# Minnesota’s High Court Denies Derek Chauvin’s Request For Public Defender.



## RodneyFarva (Jan 18, 2007)

St. Paul, MN – The Minnesota Supreme Court on Wednesday denied a request from former Minneapolis Police Officer Derek Chauvin to have a public defender assigned to represent him as he appeals his conviction and sentence for the murder of George Floyd.

Chauvin filed documents with the state of Minnesota in September that said he intended to appeal his conviction and sentence on 14 grounds, the Associated Press reported.

Among other things, the former police officer told the court that he intended to appeal on the grounds that Hennepin County District Court Judge Peter Cahill should have changed the venue to outside of Hennepin County for his trial.


Chauvin also plans to argue that the jury should have been sequestered for the duration of the trial, the Associated Press reported.

He filed an affidavit with the court that said he did not have an attorney to represent him during the appeals process.

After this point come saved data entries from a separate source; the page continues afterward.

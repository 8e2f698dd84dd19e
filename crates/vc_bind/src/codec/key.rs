use alloc::format;
use alloc::string::{String, ToString};

use base64::Engine;
use base64::engine::general_purpose::STANDARD;
use uuid::Uuid;
use vc_token::{Token, TokenBuffer, TokenSink, TokenStream};

use crate::codec::{DecodeContext, Decoder, EncodeContext, LinkedCodec};
use crate::config::EncodeFeatures;
use crate::error::{BindError, ErrorKind};
use crate::provider::Provider;
use crate::types::{ScalarKind, TypeDescriptor, TypeKind};
use crate::value::Value;

// -----------------------------------------------------------------------------
// KeyDecoder

/// Turns a field name into a map key of the declared key type.
#[derive(Debug)]
pub enum KeyDecoder {
    Text,
    Integer(ScalarKind),
    Float,
    Bool,
    Uuid,
    /// Feeds the name to a full decoder as a single string token.
    Delegate(LinkedCodec<dyn Decoder>),
}

impl KeyDecoder {
    /// The key decoder for `key`, the key type of `map`.
    pub fn for_type(map: &TypeDescriptor, key: &TypeDescriptor) -> Result<Self, BindError> {
        Ok(match key.kind() {
            TypeKind::Any | TypeKind::Scalar(ScalarKind::String | ScalarKind::Char) => Self::Text,
            TypeKind::Scalar(ScalarKind::Bool) => Self::Bool,
            TypeKind::Scalar(ScalarKind::Uuid) => Self::Uuid,
            TypeKind::Scalar(kind) if kind.is_integral() => Self::Integer(kind),
            TypeKind::Scalar(kind) if kind.is_floating() => Self::Float,
            TypeKind::Scalar(_) | TypeKind::Enum | TypeKind::Bean | TypeKind::Abstract => {
                Self::Delegate(LinkedCodec::new(key.clone()))
            }
            _ => {
                return Err(BindError::invalid_definition(
                    map,
                    format!("`{key}` cannot be used as a map key"),
                ));
            }
        })
    }

    #[inline]
    pub fn link(&self, provider: &Provider) -> Result<(), BindError> {
        match self {
            Self::Delegate(codec) => codec.link(provider),
            _ => Ok(()),
        }
    }

    pub fn decode(&self, key: &str, ctx: &DecodeContext<'_>) -> Result<Value, BindError> {
        let fail = |kind: ScalarKind, err: &dyn core::fmt::Display| {
            BindError::conversion(&TypeDescriptor::scalar(kind), format!("key {key:?}: {err}"))
        };
        match self {
            Self::Text => Ok(Value::text(key)),
            Self::Integer(kind) => {
                let value = key.trim().parse::<i64>().map_err(|err| fail(*kind, &err))?;
                match kind.int_range() {
                    Some((min, max)) if value < min || value > max => {
                        Err(fail(*kind, &"out of range"))
                    }
                    _ => Ok(Value::Int(value)),
                }
            }
            Self::Float => key
                .trim()
                .parse::<f64>()
                .map(Value::Float)
                .map_err(|err| fail(ScalarKind::F64, &err)),
            Self::Bool => match key {
                "true" => Ok(Value::Bool(true)),
                "false" => Ok(Value::Bool(false)),
                _ => Err(fail(ScalarKind::Bool, &"not a boolean")),
            },
            Self::Uuid => Uuid::parse_str(key)
                .map(Value::Uuid)
                .map_err(|err| fail(ScalarKind::Uuid, &err)),
            Self::Delegate(codec) => {
                let decoder = codec.get(ctx.provider())?;
                let mut buffer = TokenBuffer::new();
                buffer.write_string(key)?;
                let mut stream = buffer.into_stream();
                stream.expect_next()?;
                decoder.decode(&mut stream, ctx)
            }
        }
    }
}

// -----------------------------------------------------------------------------
// KeyEncoder

/// Renders map keys as field names.
///
/// `null` keys go through the module's null-key encoder, and fail with
/// [`ErrorKind::NullKey`] when there is none.
#[derive(Debug, Clone)]
pub struct KeyEncoder {
    map: TypeDescriptor,
}

impl KeyEncoder {
    #[inline]
    pub fn new(map: TypeDescriptor) -> Self {
        Self { map }
    }

    pub fn encode(&self, key: &Value, ctx: &EncodeContext<'_>) -> Result<String, BindError> {
        Ok(match key {
            Value::Text(text) => text.clone(),
            Value::Int(value) => value.to_string(),
            Value::Float(value) => value.to_string(),
            Value::Bool(value) => value.to_string(),
            Value::Uuid(value) => value.to_string(),
            Value::Timestamp(value) => value.to_rfc3339(),
            Value::Binary(bytes) => STANDARD.encode(bytes),
            Value::Enum(value) => {
                if ctx.is_enabled(EncodeFeatures::WRITE_ENUMS_USING_INDEX) {
                    value.index().to_string()
                } else {
                    String::from(value.name())
                }
            }
            Value::Null => return self.encode_null(ctx),
            Value::List(_) | Value::Map(_) | Value::Object(_) => {
                return Err(BindError::conversion(
                    &key.runtime_descriptor(),
                    format!("a {} value cannot be a key of `{}`", key.variant_name(), self.map),
                ));
            }
        })
    }

    fn encode_null(&self, ctx: &EncodeContext<'_>) -> Result<String, BindError> {
        let Some(encoder) = ctx.provider().module().null_key_encoder() else {
            return Err(ErrorKind::NullKey { ty: self.map.clone() }.into());
        };
        let mut buffer = TokenBuffer::new();
        encoder.encode(&Value::Null, &mut buffer, ctx)?;
        match buffer.tokens() {
            [Token::String(name) | Token::FieldName(name)] => Ok(name.clone()),
            [Token::Int(value)] => Ok(value.to_string()),
            _ => Err(BindError::custom(format!(
                "the null key encoder of `{}` must write a single string",
                self.map
            ))),
        }
    }
}

// -----------------------------------------------------------------------------
// Tests

#[cfg(test)]
mod tests {
    use super::*;
    use crate::config::BindConfig;
    use crate::introspect::ClassRegistry;

    fn map_of(key: TypeDescriptor) -> TypeDescriptor {
        TypeDescriptor::map(key, TypeDescriptor::any())
    }

    #[test]
    fn scalar_keys() {
        let provider = Provider::new(ClassRegistry::new());
        let ctx = DecodeContext::new(&provider);

        let key = TypeDescriptor::scalar(ScalarKind::U8);
        let decoder = KeyDecoder::for_type(&map_of(key.clone()), &key).unwrap();
        assert!(matches!(decoder.decode("7", &ctx), Ok(Value::Int(7))));
        assert!(decoder.decode("300", &ctx).is_err());
        assert!(decoder.decode("x", &ctx).is_err());

        let key = TypeDescriptor::scalar(ScalarKind::Bool);
        let decoder = KeyDecoder::for_type(&map_of(key.clone()), &key).unwrap();
        assert!(matches!(decoder.decode("true", &ctx), Ok(Value::Bool(true))));
    }

    #[test]
    fn container_keys_are_rejected() {
        let key = TypeDescriptor::list(TypeDescriptor::any());
        let err = KeyDecoder::for_type(&map_of(key.clone()), &key).unwrap_err();
        assert!(err.is_definition_error());
    }

    #[test]
    fn null_keys_fail_by_default() {
        let provider = Provider::new(ClassRegistry::new());
        let ctx = EncodeContext::new(&provider);
        let map = map_of(TypeDescriptor::any());
        let err = KeyEncoder::new(map.clone()).encode(&Value::Null, &ctx).unwrap_err();
        assert!(matches!(err.kind(), ErrorKind::NullKey { ty } if *ty == map));
    }

    #[test]
    fn enum_keys_follow_index_feature() {
        let enum_ty = TypeDescriptor::enumeration("Color");
        let key = Value::Enum(crate::value::EnumValue::new(enum_ty.clone(), 1, "Green"));
        let map = map_of(enum_ty);

        let by_name = Provider::new(ClassRegistry::new());
        assert_eq!(
            KeyEncoder::new(map.clone()).encode(&key, &EncodeContext::new(&by_name)).unwrap(),
            "Green"
        );

        let by_index = Provider::builder(ClassRegistry::new())
            .config(BindConfig::default().with_encode(EncodeFeatures::WRITE_ENUMS_USING_INDEX, true))
            .build();
        assert_eq!(
            KeyEncoder::new(map).encode(&key, &EncodeContext::new(&by_index)).unwrap(),
            "1"
        );
    }
}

His attorney for the trial, Eric Nelson, was paid for by the Minnesota Police and Peace Officers Association’s legal defense fund, the Associated Press reported.

However, the police union has said it will not being picking up the tab for Chauvin’s appeals.

“I have been informed that their obligation to pay for my representation terminated upon my conviction and sentencing,” the former police officer wrote in his request for the appointment of a public defender, according to the Associated Press.

Chauvin has said that the only money he has is his prison wages.

But when he initially asked the Office of the Minnesota Appellate Public Defender directly to provide representation for his appeal, his request was denied because that office said he wasn’t eligible, FOX News reported.

Then the former police officer filed an appeal on his own behalf and asked the court for a delay until he could get a public defender, and also appealed the decision of the public defender’s office.

The Minnesota Supreme Court justices reviewed Chauvin’s debts and assets on Oct. 6, FOX News reported.

Minnesota Supreme Court Chief Justice Lorie Gildea wrote in the ruling that denied Chauvin’s appeal that the former police officer had not established that he was entitled to have a public defender.

However, Gildea said that Chauvin could seek a public defender again in the future if he was unable to pay for his own attorney, FOX News reported.

The jury found Chauvin guilty of second-degree murder, third-degree murder, and second-degree manslaughter on April 20 after less than 12 hours of deliberations.

He was sentenced to 22-and-a-half years in prison after the judge approved “upward sentencing” because of the aggravated nature of his crimes.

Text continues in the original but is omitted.